Terrestrial ecoregion in New Zealand

The Southland temperate forests is a temperate broadleaf and mixed forests ecoregion on New Zealand's South Island. The natural vegetation was mostly forest, but over the centuries human activities, including grazing and fires, replaced much of the original forest with grassland and agriculture.

==Geography==
The Southland temperate forests occupy the southernmost portion of the South Island. Fiordland lies to the west. The South Pacific Ocean lies to the south and southeast. The Takitimu Mountains and Hokonui Hills form the northern edge of the ecoregion. Other highlands include the Longwood Range in the southwest, and The Catlins in the southeast. The Southland Plains cover the central-southern portion of the ecoregion. Invercargill is the largest city in the ecoregion. Most of the ecoregion lies within the Southland Region, with part of the northeast of the ecoregion being in Otago.

==Flora==
The natural vegetation was mostly forest of broadleaf trees and podocarp conifers. Higher-elevation forests are predominantly southern beech (Nothofagus), including silver beech (Nothofagus menziesii) in the western mountains and red beech (Nothofagus fusca) in the northern mountains. The lowland forests include broadleaf trees and podocarps, with kahikatea (Dacrycarpus dacrydioides) common in swampy areas and rimu (Dacrydium cupressinum) in drier areas. The broadleaf evergreen southern rata (Metrosideros umbellata) and kamahi (Weinmannia racemosa) are found in the central hill country and in The Catlins.

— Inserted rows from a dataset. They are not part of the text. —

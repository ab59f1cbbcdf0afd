//! Scoped ownership of one rendering engine process.
//!
//! A session is shared between the blocking job driving the engine and the
//! async task supervising it. The job releases the process when it finishes.
//! The supervisor aborts it when a deadline passes: the process is killed
//! immediately and its handle is dropped on the blocking pool, so the async
//! side never waits on engine shutdown. A process that finishes launching
//! after the session ended is killed on arrival.
//!
//! The lock only guards the state transition; engine calls go through a
//! cloned handle taken with [`EngineSession::handle`].

use parking_lot::Mutex;
use std::sync::atomic::{AtomicUsize, Ordering};
use std::sync::Arc;

use super::process::EngineProcess;

enum SessionState<P> {
    Pending,
    Running(P),
    Released,
}

pub struct EngineSession<P: EngineProcess> {
    state: Mutex<SessionState<P>>,
    live: Arc<AtomicUsize>,
}

impl<P: EngineProcess> EngineSession<P> {
    /// `live` counts processes currently held by sessions sharing it.
    pub fn new(live: Arc<AtomicUsize>) -> Self {
        Self {
            state: Mutex::new(SessionState::Pending),
            live,
        }
    }

    /// Take ownership of a launched process.
    ///
    /// Returns `false` if the session already ended, in which case the
    /// process is killed and dropped here.
    pub fn attach(&self, process: P) -> bool {
        {
            let mut state = self.state.lock();
            if matches!(*state, SessionState::Pending) {
                *state = SessionState::Running(process);
                self.live.fetch_add(1, Ordering::SeqCst);
                return true;
            }
        }
        process.terminate();
        drop(process);
        false
    }

    /// A handle to the running process, or `None` once the session ended.
    pub fn handle(&self) -> Option<P> {
        match &*self.state.lock() {
            SessionState::Running(process) => Some(process.clone()),
            _ => None,
        }
    }

    /// Close the process in the calling thread, which may block while it
    /// shuts down. Returns whether this call ended a running process.
    pub fn release(&self) -> bool {
        match self.take() {
            Some(process) => {
                drop(process);
                self.live.fetch_sub(1, Ordering::SeqCst);
                log::debug!("Rendering engine process released");
                true
            }
            None => false,
        }
    }

    /// Kill the process and drop it on the blocking pool. Never blocks.
    /// Returns whether this call ended a running process.
    pub fn abort(&self) -> bool {
        let Some(process) = self.take() else {
            return false;
        };
        if let Some(pid) = process.id() {
            log::debug!("Killing rendering engine process {}", pid);
        }
        process.terminate();

        let live = self.live.clone();
        let dispose = move || {
            drop(process);
            live.fetch_sub(1, Ordering::SeqCst);
        };
        match tokio::runtime::Handle::try_current() {
            Ok(runtime) => {
                runtime.spawn_blocking(dispose);
            }
            Err(_) => dispose(),
        }
        true
    }

    pub fn is_released(&self) -> bool {
        matches!(*self.state.lock(), SessionState::Released)
    }

    fn take(&self) -> Option<P> {
        let previous = std::mem::replace(&mut *self.state.lock(), SessionState::Released);
        match previous {
            SessionState::Running(process) => Some(process),
            _ => None,
        }
    }
}

impl<P: EngineProcess> Drop for EngineSession<P> {
    fn drop(&mut self) {
        self.abort();
    }
}

/// Releases the session when the owning scope exits.
pub(crate) struct ReleaseOnDrop<'a, P: EngineProcess>(pub(crate) &'a EngineSession<P>);

impl<P: EngineProcess> Drop for ReleaseOnDrop<'_, P> {
    fn drop(&mut self) {
        self.0.release();
    }
}
#[actix_web::main]
async fn main() -> std::io::Result<()> {
    presupuesto_server::run().await
}
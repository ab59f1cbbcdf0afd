//! Budget (quote) generation: validation, numbering, HTML rendering and PDF output.
//!
//! - `validation` - payload checks, itemized errors
//! - `numbering` - `PRES-YYYYMM-N` identifiers
//! - `currency` - locale-independent USD formatting
//! - `template` - self-contained HTML document
//! - `service` - the pipeline tying the above to a `PdfEngine`
//! - `handlers` - HTTP endpoint

pub mod clock;
pub mod currency;
pub mod handlers;
pub mod models;
pub mod numbering;
pub mod service;
pub mod template;
pub mod validation;

pub use clock::{Clock, FixedClock, SystemClock};
pub use models::{BudgetPayload, BudgetRequest, Timeline};
pub use numbering::BudgetNumberGenerator;
pub use service::BudgetPdfService;
pub use template::{BudgetTemplate, TemplateAssets};
pub use validation::{validate_payload, ValidationError, ValidationErrors};

use actix_web::http::StatusCode;
use actix_web::{HttpResponse, ResponseError};
use thiserror::Error;

use crate::pdf::RenderError;
use crate::ErrorResponse;

/// Message returned to the client for every server-side failure.
pub const RENDER_FAILURE_MESSAGE: &str = "Error al generar el PDF del presupuesto";

/// Errors that can occur while generating a budget.
#[derive(Debug, Error)]
pub enum BudgetError {
    #[error("invalid budget request: {0}")]
    Validation(#[from] ValidationErrors),
    #[error("failed to render budget PDF: {0}")]
    Render(#[from] RenderError),
    #[error("internal error: {0}")]
    Internal(String),
}

impl ResponseError for BudgetError {
    fn status_code(&self) -> StatusCode {
        match self {
            Self::Validation(_) => StatusCode::BAD_REQUEST,
            Self::Render(_) | Self::Internal(_) => StatusCode::INTERNAL_SERVER_ERROR,
        }
    }

    fn error_response(&self) -> HttpResponse {
        let body = match self {
            Self::Validation(errors) => ErrorResponse::new(errors.to_message()),
            Self::Render(_) | Self::Internal(_) => ErrorResponse::new(RENDER_FAILURE_MESSAGE),
        };
        HttpResponse::build(self.status_code()).json(body)
    }
}

/// A rendered budget, ready to be sent.
#[derive(Debug)]
pub struct GeneratedBudget {
    pub budget_number: String,
    pub pdf: Vec<u8>,
}
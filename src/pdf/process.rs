//! The engine process seam.
//!
//! `EngineLauncher` starts a process and `EngineProcess` drives it. Both are
//! blocking and only ever called from tokio's blocking pool, except
//! `EngineProcess::terminate`, which the async side uses to enforce deadlines.

use std::path::Path;
use std::time::Duration;

use super::{PdfOptions, RenderError};

/// A running rendering engine.
///
/// Clones are cheap handles to the same process. The process exits once the
/// last handle is dropped, and dropping may block while it shuts down.
pub trait EngineProcess: Clone + Send + Sync + 'static {
    /// OS process id, when known.
    fn id(&self) -> Option<u32>;

    /// Kill the process immediately. Must not block.
    fn terminate(&self);

    /// Load `document` and print it to PDF.
    fn print(
        &self,
        document: &Path,
        timeout: Duration,
        options: &PdfOptions,
    ) -> Result<Vec<u8>, RenderError>;
}

/// Starts engine processes.
pub trait EngineLauncher: Send + Sync + 'static {
    type Process: EngineProcess;

    fn launch(&self) -> Result<Self::Process, RenderError>;
}

/// Send SIGKILL to `pid` without waiting for it to exit.
#[cfg(unix)]
pub fn kill_process(pid: u32) {
    let Ok(pid) = libc::pid_t::try_from(pid) else {
        return;
    };
    // SAFETY: kill(2) only sends a signal; no memory is shared with the callee.
    if unsafe { libc::kill(pid, libc::SIGKILL) } != 0 {
        log::debug!(
            "kill({}) failed: {}",
            pid,
            std::io::Error::last_os_error()
        );
    }
}

#[cfg(not(unix))]
pub fn kill_process(pid: u32) {
    log::warn!(
        "Cannot signal engine process {}; it exits when its handle is closed",
        pid
    );
}
//! Bounded concurrency in front of an engine.
//!
//! Each render holds one slot for its whole duration. Callers queue for a
//! free slot up to `queue_timeout`, then fail with `RenderError::QueueTimeout`.

use async_trait::async_trait;
use std::time::Duration;
use tokio::sync::Semaphore;

use super::{PdfEngine, PdfOptions, RenderError};

pub struct ThrottledEngine<E> {
    inner: E,
    slots: Semaphore,
    capacity: usize,
    queue_timeout: Duration,
}

impl<E: PdfEngine> ThrottledEngine<E> {
    /// `capacity` is clamped to at least one slot.
    pub fn new(inner: E, capacity: usize, queue_timeout: Duration) -> Self {
        let capacity = capacity.max(1);
        Self {
            inner,
            slots: Semaphore::new(capacity),
            capacity,
            queue_timeout,
        }
    }

    pub fn inner(&self) -> &E {
        &self.inner
    }

    pub fn capacity(&self) -> usize {
        self.capacity
    }

    pub fn available_slots(&self) -> usize {
        self.slots.available_permits()
    }
}

#[async_trait]
impl<E: PdfEngine> PdfEngine for ThrottledEngine<E> {
    async fn render(&self, html: &str, options: &PdfOptions) -> Result<Vec<u8>, RenderError> {
        let _slot = match tokio::time::timeout(self.queue_timeout, self.slots.acquire()).await {
            Ok(Ok(permit)) => permit,
            Ok(Err(_)) => {
                return Err(RenderError::EngineUnavailable(
                    "render slots are closed".to_string(),
                ))
            }
            Err(_) => {
                log::warn!(
                    "All {} render slots busy for {:?}, rejecting render",
                    self.capacity,
                    self.queue_timeout
                );
                return Err(RenderError::QueueTimeout(self.queue_timeout));
            }
        };

        self.inner.render(html, options).await
    }
}
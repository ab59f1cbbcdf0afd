//! Headless Chromium engine.
//!
//! Every render launches a fresh browser process, loads the document from a
//! temporary directory, waits for the page and its fonts, prints to PDF and
//! releases the process. The blocking browser protocol runs on tokio's
//! blocking pool; the async side enforces the launch and overall deadlines
//! and kills the process when either is exceeded.

use async_trait::async_trait;
use headless_chrome::types::PrintToPdfOptions;
use headless_chrome::{Browser, LaunchOptions};
use std::ffi::OsStr;
use std::fs;
use std::path::{Path, PathBuf};
use std::sync::atomic::{AtomicUsize, Ordering};
use std::sync::Arc;
use std::time::{Duration, Instant};
use tokio::sync::oneshot;
use tokio::task::JoinHandle;

use super::process::{kill_process, EngineLauncher, EngineProcess};
use super::session::{EngineSession, ReleaseOnDrop};
use super::{PdfEngine, PdfOptions, RenderError, PDF_SIGNATURE};

pub const DEFAULT_LAUNCH_TIMEOUT: Duration = Duration::from_secs(30);
pub const DEFAULT_RENDER_TIMEOUT: Duration = Duration::from_secs(60);

const DOCUMENT_FILE: &str = "presupuesto.html";
const FONTS_READY_SCRIPT: &str = "document.fonts.ready.then(() => true)";

/// Flags for running inside containers without a GPU or a large /dev/shm.
const HARDENED_ARGS: [&str; 4] = [
    "--disable-gpu",
    "--disable-dev-shm-usage",
    "--disable-extensions",
    "--no-first-run",
];

#[derive(Debug, Clone)]
pub struct ChromeConfig {
    /// Browser executable. Auto-detected when `None`.
    pub executable: Option<PathBuf>,
    pub launch_timeout: Duration,
    /// Deadline for the whole render, launch included.
    pub render_timeout: Duration,
    /// Disable the Chromium sandbox, required when running as root in containers.
    pub no_sandbox: bool,
}

impl Default for ChromeConfig {
    fn default() -> Self {
        Self {
            executable: None,
            launch_timeout: DEFAULT_LAUNCH_TIMEOUT,
            render_timeout: DEFAULT_RENDER_TIMEOUT,
            no_sandbox: true,
        }
    }
}

impl ChromeConfig {
    fn launch_options(&self) -> Result<LaunchOptions<'static>, RenderError> {
        let mut args: Vec<&'static OsStr> = HARDENED_ARGS.into_iter().map(OsStr::new).collect();
        if self.no_sandbox {
            args.push(OsStr::new("--disable-setuid-sandbox"));
        }

        LaunchOptions::default_builder()
            .headless(true)
            .sandbox(!self.no_sandbox)
            .path(self.executable.clone())
            .idle_browser_timeout(self.render_timeout)
            .args(args)
            .build()
            .map_err(|e| RenderError::Launch(anyhow::anyhow!("invalid launch options: {e}")))
    }
}

/// Launches Chromium with the hardened flag set.
pub struct ChromeLauncher {
    config: ChromeConfig,
}

impl ChromeLauncher {
    pub fn new(config: ChromeConfig) -> Self {
        Self { config }
    }
}

impl EngineLauncher for ChromeLauncher {
    type Process = Browser;

    fn launch(&self) -> Result<Browser, RenderError> {
        Browser::new(self.config.launch_options()?).map_err(RenderError::Launch)
    }
}

impl EngineProcess for Browser {
    fn id(&self) -> Option<u32> {
        self.get_process_id()
    }

    fn terminate(&self) {
        if let Some(pid) = self.get_process_id() {
            kill_process(pid);
        }
    }

    fn print(
        &self,
        document: &Path,
        timeout: Duration,
        options: &PdfOptions,
    ) -> Result<Vec<u8>, RenderError> {
        let tab = self.new_tab().map_err(RenderError::Surface)?;
        tab.set_default_timeout(timeout);

        let url = format!("file://{}", document.display());
        tab.navigate_to(&url).map_err(RenderError::Load)?;
        tab.wait_until_navigated().map_err(RenderError::Load)?;
        tab.evaluate(FONTS_READY_SCRIPT, true)
            .map_err(RenderError::Load)?;

        tab.print_to_pdf(Some(print_options(options)))
            .map_err(RenderError::Capture)
    }
}

/// Renders PDFs with a dedicated engine process per call.
pub struct ChromePdfEngine<L: EngineLauncher = ChromeLauncher> {
    config: ChromeConfig,
    launcher: Arc<L>,
    live: Arc<AtomicUsize>,
}

impl ChromePdfEngine {
    pub fn new(config: ChromeConfig) -> Self {
        let launcher = ChromeLauncher::new(config.clone());
        Self::with_launcher(config, launcher)
    }
}

impl Default for ChromePdfEngine {
    fn default() -> Self {
        Self::new(ChromeConfig::default())
    }
}

impl<L: EngineLauncher> ChromePdfEngine<L> {
    /// Use `launcher` to start processes; timeouts still come from `config`.
    pub fn with_launcher(config: ChromeConfig, launcher: L) -> Self {
        Self {
            config,
            launcher: Arc::new(launcher),
            live: Arc::new(AtomicUsize::new(0)),
        }
    }

    pub fn config(&self) -> &ChromeConfig {
        &self.config
    }

    /// Engine processes currently held. Zero once every render has finished
    /// and its process has been closed.
    pub fn active_processes(&self) -> usize {
        self.live.load(Ordering::SeqCst)
    }

    async fn supervise(
        &self,
        mut job: JoinHandle<Result<Vec<u8>, RenderError>>,
        launched: oneshot::Receiver<()>,
        started: Instant,
    ) -> Result<Vec<u8>, RenderError> {
        let launch_timeout = self.config.launch_timeout.min(self.config.render_timeout);

        // A closed channel means the job ended before launching; its result says why.
        if tokio::time::timeout(launch_timeout, launched).await.is_err() {
            return Err(RenderError::LaunchTimeout(launch_timeout));
        }

        let remaining = self.config.render_timeout.saturating_sub(started.elapsed());
        match tokio::time::timeout(remaining, &mut job).await {
            Ok(Ok(result)) => result,
            Ok(Err(join_error)) => Err(RenderError::EngineUnavailable(format!(
                "render task failed: {join_error}"
            ))),
            Err(_) => Err(RenderError::Deadline(self.config.render_timeout)),
        }
    }
}

#[async_trait]
impl<L: EngineLauncher> PdfEngine for ChromePdfEngine<L> {
    async fn render(&self, html: &str, options: &PdfOptions) -> Result<Vec<u8>, RenderError> {
        let started = Instant::now();
        let session = Arc::new(EngineSession::new(self.live.clone()));
        let (launched_tx, launched_rx) = oneshot::channel();

        let job = RenderJob {
            launcher: self.launcher.clone(),
            render_timeout: self.config.render_timeout,
            html: html.to_owned(),
            options: options.clone(),
            session: session.clone(),
        };
        let handle = tokio::task::spawn_blocking(move || job.run(launched_tx));

        let result = self.supervise(handle, launched_rx, started).await;

        // The job releases on its own exit paths. Past a deadline it may be
        // stuck inside the engine, so the process is killed from here.
        if session.abort() {
            log::warn!(
                "Rendering engine killed after {:?}: {}",
                started.elapsed(),
                result
                    .as_ref()
                    .err()
                    .map(ToString::to_string)
                    .unwrap_or_default()
            );
        }

        match &result {
            Ok(pdf) => log::debug!(
                "Rendered {} byte PDF in {:?}",
                pdf.len(),
                started.elapsed()
            ),
            Err(e) => log::debug!("Render failed after {:?}: {}", started.elapsed(), e),
        }
        result
    }
}

/// Work executed on the blocking pool.
struct RenderJob<L: EngineLauncher> {
    launcher: Arc<L>,
    render_timeout: Duration,
    html: String,
    options: PdfOptions,
    session: Arc<EngineSession<L::Process>>,
}

impl<L: EngineLauncher> RenderJob<L> {
    fn run(self, launched: oneshot::Sender<()>) -> Result<Vec<u8>, RenderError> {
        let _release = ReleaseOnDrop(&*self.session);

        let workspace = tempfile::Builder::new()
            .prefix("presupuesto-")
            .tempdir()
            .map_err(RenderError::Workspace)?;
        let document = workspace.path().join(DOCUMENT_FILE);
        fs::write(&document, self.html.as_bytes()).map_err(RenderError::Workspace)?;

        let process = self.launcher.launch()?;
        log::debug!("Rendering engine launched (pid {:?})", process.id());
        if !self.session.attach(process) {
            return Err(RenderError::EngineUnavailable(
                "render was abandoned before the engine finished starting".to_string(),
            ));
        }
        // The supervisor may have stopped waiting; that is handled by the session.
        let _ = launched.send(());

        let engine = self.session.handle().ok_or_else(|| {
            RenderError::EngineUnavailable("engine process was released mid-render".to_string())
        })?;
        let pdf = engine.print(&document, self.render_timeout, &self.options)?;

        if !pdf.starts_with(PDF_SIGNATURE) {
            return Err(RenderError::InvalidOutput(pdf.len()));
        }
        Ok(pdf)
    }
}

fn print_options(options: &PdfOptions) -> PrintToPdfOptions {
    PrintToPdfOptions {
        landscape: Some(false),
        display_header_footer: Some(false),
        print_background: Some(options.print_background),
        paper_width: Some(options.paper_width_in),
        paper_height: Some(options.paper_height_in),
        margin_top: Some(options.margin_in),
        margin_bottom: Some(options.margin_in),
        margin_left: Some(options.margin_in),
        margin_right: Some(options.margin_in),
        prefer_css_page_size: Some(false),
        ..Default::default()
    }
}

#[cfg(test)]
mod tests {
    use super::*;

    #[test]
    fn test_print_options_follow_page_setup() {
        let print = print_options(&PdfOptions::a4());
        assert_eq!(print.paper_width, Some(8.27));
        assert_eq!(print.paper_height, Some(11.69));
        assert_eq!(print.print_background, Some(true));
        assert_eq!(print.margin_top, print.margin_left);
    }

    #[test]
    fn test_launch_options_build() {
        let config = ChromeConfig {
            executable: Some(PathBuf::from("/opt/chrome/chrome")),
            ..ChromeConfig::default()
        };
        assert!(config.launch_options().is_ok());
    }

    #[tokio::test]
    async fn test_missing_executable_fails_to_launch() {
        let engine = ChromePdfEngine::new(ChromeConfig {
            executable: Some(PathBuf::from("/nonexistent/chromium-for-tests")),
            launch_timeout: Duration::from_secs(5),
            render_timeout: Duration::from_secs(10),
            no_sandbox: true,
        });

        let err = engine
            .render("<html><body>hola</body></html>", &PdfOptions::a4())
            .await
            .unwrap_err();

        assert!(matches!(err, RenderError::Launch(_)), "unexpected error: {err}");
    }
}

Tussock grasslands occurred naturally, and expanded into large areas where the forests were burned or cleared. Red tussock grass (Chionochloa rubra) was the predominant species, with snow tussocks (primarily Chionochloa spp.) found on the higher peaks.

Other habitats include dunes, coastal and riverine wetlands, and coastal tussock grasslands.

==Fauna==
Native birds include the yellow-eyed penguin (Megadyptes antipodes), yellowhead or mōhua (Mohoua ochrocephala), and New Zealand rock wren (Xenicus gilviventris). Swamp harriers (Circus approximans) and South Island fernbirds (Bowdleria punctata punctata) inhabit the tussock grasslands.

Southern elephant seals (Mirounga leonina), New Zealand fur seals (Arctophoca forsteri) and New Zealand sea lions (Phocarctos hookeri) live on the shore.

==History==
At the end of the ice age, New Zealand's glaciers retreated and the region became forested. In New Zealand birds were the largest land animals, and several species of flightless moa inhabited the ecoregion, along with Haast's eagle (Hieraaetus moorei), the flightless New Zealand swan (Cygnus sumnerensis) and the South Island goose (Cnemiornis calcitrans).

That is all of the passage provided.